Le secteur de l’artisanat au Bénin traverse une zone de turbulence sans précédent. Mécaniciens, menuisiers, couturiers, peintres ou encore vulcanisateurs désertent progressivement leurs ateliers pour se reconvertir en conducteurs de taxi-motos, communément appelés Zémidjans. Une migration professionnelle massive, révélatrice d’une crise silencieuse qui secoue les fondations de l’économie artisanale.
Un virage obligé pour survivre
Au détour d’un carrefour de Cotonou ou dans les artères sinueuses de Porto-Novo, ils sont désormais des milliers d’artisans à enfourcher leurs motos, jaunes pour la plupart, à la recherche de passagers. Parmi eux, Djidjoho, ancien maître couturier, confie sans amertume : « Le zem nourrit son homme, malgré les tracasseries policières. » Comme lui, de nombreux professionnels de l’artisanat, las de voir leurs ateliers vides de clients, trouvent dans le transport urbain une alternative immédiate, bien que temporaire, pour subvenir aux besoins quotidiens.
La ruée vers le bitume
Ce phénomène s’explique par un faisceau de facteurs économiques et sociaux. L’absence de commandes, le manque de soutien institutionnel, la cherté des matériaux ou encore la concurrence des produits importés, poussent les artisans vers un secteur perçu comme plus rentable à court terme. À cela s’ajoute l’accessibilité financière des motos « made in China » et autres engins asiatiques, devenus les montures privilégiées de cette reconversion.

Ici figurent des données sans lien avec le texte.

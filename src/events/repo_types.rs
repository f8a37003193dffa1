use serde::{Deserialize, Serialize};
use sqlx::FromRow;
use time::OffsetDateTime;
use uuid::Uuid;

#[derive(Debug, Clone, Serialize, Deserialize, FromRow)]
pub struct Event {
    pub id: Uuid,
    pub user_id: Uuid,
    pub title: String,
    pub start_time: OffsetDateTime,
    pub end_time: OffsetDateTime,
    pub created_at: OffsetDateTime,
}

/// Validated event fields, used for both create and update.
#[derive(Debug, Clone, PartialEq, Eq)]
pub struct EventFields {
    pub title: String,
    pub start_time: OffsetDateTime,
    pub end_time: OffsetDateTime,
}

Un poids économique non négligeable
Les Zémidjans ne sont plus de simples figures folkloriques de la mobilité urbaine. Ils constituent aujourd’hui un maillon essentiel de l’économie béninoise. On estime à plus d’un million le nombre de personnes qui vivent directement de cette activité, tandis que plus de deux millions d’usagers en dépendent quotidiennement pour se déplacer. Ce flux constant génère des revenus importants pour les collectivités locales, à travers taxes et redevances diverses, même si des statistiques précises font encore défaut.
Une double perte pour le pays
Si le métier de zem offre une réponse immédiate à la précarité, il constitue en parallèle une hémorragie silencieuse pour l’artisanat. La fuite des compétences, l’abandon des savoir-faire et la perte de vocation affaiblissent ce pilier traditionnel du développement local. Ce basculement massif interroge : comment redonner à l’artisanat ses lettres de noblesse ? Quelle politique publique pour réconcilier les jeunes avec leurs métiers d’origine ?
À la croisée des chemins, le Bénin devra choisir entre laisser faire le hasard des reconversions ou repenser sérieusement l’avenir d’un secteur longtemps négligé mais ô combien stratégique.